WHAT IS BEING ASKED: Among the entries below, find each line holding "collection" and return it.
--- PROVIDED ENTRIES Enclosed Below ---
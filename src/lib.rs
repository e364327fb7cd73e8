//! Folder spine labels for Avery C32267 sheets.
//!
//! Labels are edited through an [`Editor`], laid out five to an A4 sheet and
//! rendered to SVG for preview and print. Projects round-trip through JSON.

pub mod collection;
pub mod editor;
pub mod errors;
pub mod geometry;
pub mod layout;
pub mod log;
pub mod model;
pub mod project;
pub mod render;
pub mod types;

pub use collection::{LabelCollection, MAX_LABELS};
pub use editor::{Applied, Command, Editor};
pub use errors::{EditorError, IconError, ProjectError, RenderError};
pub use geometry::{MarginSide, PrintMargins};
pub use layout::{LABELS_PER_PAGE, SheetOrientation};
pub use model::{Label, LabelEdit, LabelId, Template};
pub use project::{FileStore, MemoryStore, Project, ProjectStore};
pub use render::{RenderMode, calibration_svg, document_svgs, preview_svg, sheet_svg};

/// Render a project file to print-ready SVG sheets, one per page.
///
/// Returns the documents on success, or an error with diagnostics pointing
/// into `source`.
pub fn render_project(source: &str) -> Result<Vec<String>, miette::Report> {
    let project = Project::from_json(source)?;
    let margins = project.print_margins.unwrap_or_default();
    let sheets = document_svgs(&project.labels, &margins)?;
    Ok(sheets)
}

#[cfg(test)]
mod tests {
    use super::*;

    #[test]
    fn renders_a_minimal_project() {
        let sheets = render_project(r#"{"labels": []}"#).unwrap();
        assert_eq!(sheets.len(), 1);
        assert!(sheets[0].contains(r#"viewBox="0 0 210 297""#));
    }

    #[test]
    fn reports_syntax_errors() {
        let err = render_project("{\"labels\": [").unwrap_err();
        assert!(err.to_string().contains("not valid JSON"));
    }

    #[test]
    fn reports_missing_labels() {
        let err = render_project(r#"{"name": "x"}"#).unwrap_err();
        assert!(err.to_string().contains("invalid project format"));
    }
}
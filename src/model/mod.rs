//! Label data model: schema, defaults, templates, catalogs and edits.

pub mod defaults;
mod edit;
mod icon;
mod label;
pub mod symbols;
pub mod templates;

pub use edit::{
    DividerEdit, FONT_SIZE_MAX, FONT_SIZE_MIN, ICON_SIZE_MAX, ICON_SIZE_MIN, IconEdit, LabelEdit,
    THICKNESS_MAX, THICKNESS_MIN, TextEdit,
};
pub use icon::{ImageData, MAX_IMAGE_BYTES};
pub use label::{
    Divider, FontStyle, FontWeight, HORIZONTAL_POSITION_MAX, HORIZONTAL_POSITION_MIN, IconKind,
    IconPosition, Label, LabelIcon, LabelId, LineStyle, Orientation, TextAlign, TextSection,
};
pub use templates::Template;
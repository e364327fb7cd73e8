//! Label schema: text sections, divider, icon and the label itself.
//!
//! Field names serialize in camelCase so project files stay compatible with
//! the browser editor that produced them.

use std::fmt;

use serde::{Deserialize, Serialize};
use uuid::Uuid;

use crate::geometry::LabelFormat;
use crate::types::{Mm, Percent, Pt, Px, Rotation};

use super::defaults;

/// Divider split bounds (percent of label length given to the header)
pub const HORIZONTAL_POSITION_MIN: f64 = 10.0;
pub const HORIZONTAL_POSITION_MAX: f64 = 90.0;

/// Unique label identifier
#[derive(Debug, Clone, PartialEq, Eq, Hash, PartialOrd, Ord, Serialize, Deserialize)]
#[serde(transparent)]
pub struct LabelId(String);

impl LabelId {
    /// Mint a fresh random (v4 UUID) id.
    pub fn generate() -> Self {
        LabelId(Uuid::new_v4().to_string())
    }

    pub fn as_str(&self) -> &str {
        &self.0
    }
}

impl From<&str> for LabelId {
    fn from(s: &str) -> Self {
        LabelId(s.to_string())
    }
}

impl From<String> for LabelId {
    fn from(s: String) -> Self {
        LabelId(s)
    }
}

impl fmt::Display for LabelId {
    fn fmt(&self, f: &mut fmt::Formatter<'_>) -> fmt::Result {
        f.write_str(&self.0)
    }
}

#[derive(Debug, Clone, Copy, PartialEq, Eq, Hash, Default, Serialize, Deserialize)]
#[serde(rename_all = "lowercase")]
pub enum FontWeight {
    #[default]
    Normal,
    Bold,
}

#[derive(Debug, Clone, Copy, PartialEq, Eq, Hash, Default, Serialize, Deserialize)]
#[serde(rename_all = "lowercase")]
pub enum FontStyle {
    #[default]
    Normal,
    Italic,
}

#[derive(Debug, Clone, Copy, PartialEq, Eq, Hash, Default, Serialize, Deserialize)]
#[serde(rename_all = "lowercase")]
pub enum TextAlign {
    Left,
    #[default]
    Center,
    Right,
}

/// Baseline direction of a text section.
#[derive(Debug, Clone, Copy, PartialEq, Eq, Hash, Default, Serialize, Deserialize)]
#[serde(rename_all = "lowercase")]
pub enum Orientation {
    Horizontal,
    /// Top-to-bottom text flow, pre-rotated by 180°
    #[default]
    Vertical,
}

#[derive(Debug, Clone, Copy, PartialEq, Eq, Hash, Default, Serialize, Deserialize)]
#[serde(rename_all = "lowercase")]
pub enum LineStyle {
    #[default]
    Solid,
    Dashed,
    Dotted,
}

/// One block of label text (header or body)
#[derive(Debug, Clone, PartialEq, Serialize, Deserialize)]
#[serde(rename_all = "camelCase")]
pub struct TextSection {
    pub text: String,
    pub font_family: String,
    pub font_size: Pt,
    pub font_weight: FontWeight,
    pub font_style: FontStyle,
    pub color: String,
    pub text_align: TextAlign,
    pub orientation: Orientation,
    /// Applied on top of the orientation's own rotation. Older project files
    /// lack this field, hence the default.
    #[serde(default)]
    pub rotation: Rotation,
}

impl Default for TextSection {
    fn default() -> Self {
        defaults::text_section()
    }
}

impl TextSection {
    /// Copy with replaced text, size and weight; handy for presets.
    pub fn styled(text: &str, size: f64, weight: FontWeight) -> Self {
        Self {
            text: text.to_string(),
            font_size: Pt(size),
            font_weight: weight,
            ..defaults::text_section()
        }
    }

    pub fn with_color(mut self, color: &str) -> Self {
        self.color = color.to_string();
        self
    }
}

/// Separator between the header and body regions
#[derive(Debug, Clone, PartialEq, Serialize, Deserialize)]
#[serde(rename_all = "camelCase")]
pub struct Divider {
    pub visible: bool,
    pub color: String,
    pub thickness: Px,
    /// Stroke length, percent of the available track
    pub height: Percent,
    /// 0 = top, 50 = centre, 100 = bottom
    pub vertical_position: Percent,
    /// Share of the label length given to the header, always within [10, 90]
    pub horizontal_position: Percent,
    pub style: LineStyle,
    /// Part of the schema; layout ignores it.
    pub margin_top: Mm,
    /// Part of the schema; layout ignores it.
    pub margin_bottom: Mm,
    #[serde(default)]
    pub rotation: Rotation,
}

impl Default for Divider {
    fn default() -> Self {
        defaults::divider()
    }
}

impl Divider {
    /// Re-establish the percentage invariants.
    pub fn clamp_percentages(&mut self) {
        self.horizontal_position = self
            .horizontal_position
            .clamp(HORIZONTAL_POSITION_MIN, HORIZONTAL_POSITION_MAX);
        self.height = self.height.clamp(0.0, 100.0);
        self.vertical_position = self.vertical_position.clamp(0.0, 100.0);
    }
}

#[derive(Debug, Clone, Copy, PartialEq, Eq, Hash, Default, Serialize, Deserialize)]
#[serde(rename_all = "lowercase")]
pub enum IconKind {
    #[default]
    Symbol,
    Image,
}

#[derive(Debug, Clone, Copy, PartialEq, Eq, Hash, Default, Serialize, Deserialize)]
#[serde(rename_all = "lowercase")]
pub enum IconPosition {
    Left,
    #[default]
    Center,
    Right,
}

/// Overlay symbol or embedded image
#[derive(Debug, Clone, PartialEq, Serialize, Deserialize)]
#[serde(rename_all = "camelCase")]
pub struct LabelIcon {
    #[serde(rename = "type")]
    pub kind: IconKind,
    /// The glyph, or a `data:` URL for images
    pub value: String,
    pub size: Pt,
    /// Ignored for images
    pub color: String,
    pub position: IconPosition,
    #[serde(default)]
    pub rotation: Rotation,
}

impl Default for LabelIcon {
    fn default() -> Self {
        defaults::icon()
    }
}

impl LabelIcon {
    /// An icon without a value draws nothing.
    pub fn is_drawable(&self) -> bool {
        !self.value.is_empty()
    }
}

/// The unit of design
#[derive(Debug, Clone, PartialEq, Serialize, Deserialize)]
#[serde(rename_all = "camelCase")]
pub struct Label {
    pub id: LabelId,
    #[serde(default)]
    pub format: LabelFormat,
    pub header: TextSection,
    pub divider: Divider,
    pub body: TextSection,
    pub background_color: String,
    #[serde(default, skip_serializing_if = "Option::is_none")]
    pub icon: Option<LabelIcon>,
}

impl Label {
    /// A fresh label: bold "Titel" header, "2025" body, divider at 40/60.
    pub fn new() -> Self {
        Self {
            id: LabelId::generate(),
            format: LabelFormat::Standard,
            header: TextSection::styled("Titel", 16.0, FontWeight::Bold),
            divider: defaults::divider(),
            body: TextSection::styled("2025", 12.0, FontWeight::Normal),
            background_color: defaults::BACKGROUND_COLOR.to_string(),
            icon: None,
        }
    }

    /// Deep copy under a new id.
    pub fn duplicate(&self) -> Self {
        Self {
            id: LabelId::generate(),
            ..self.clone()
        }
    }

    /// Re-establish invariants on data that did not come through the edit API.
    pub fn normalize(&mut self) {
        self.divider.clamp_percentages();
    }

    /// The icon, if there is something to draw.
    pub fn drawable_icon(&self) -> Option<&LabelIcon> {
        self.icon.as_ref().filter(|icon| icon.is_drawable())
    }
}

impl Default for Label {
    fn default() -> Self {
        Self::new()
    }
}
--- End of Enclosed PROVIDED ENTRIES ---
TASK RESPONSE:
pub mod collection;
pub use collection::{LabelCollection, MAX_LABELS};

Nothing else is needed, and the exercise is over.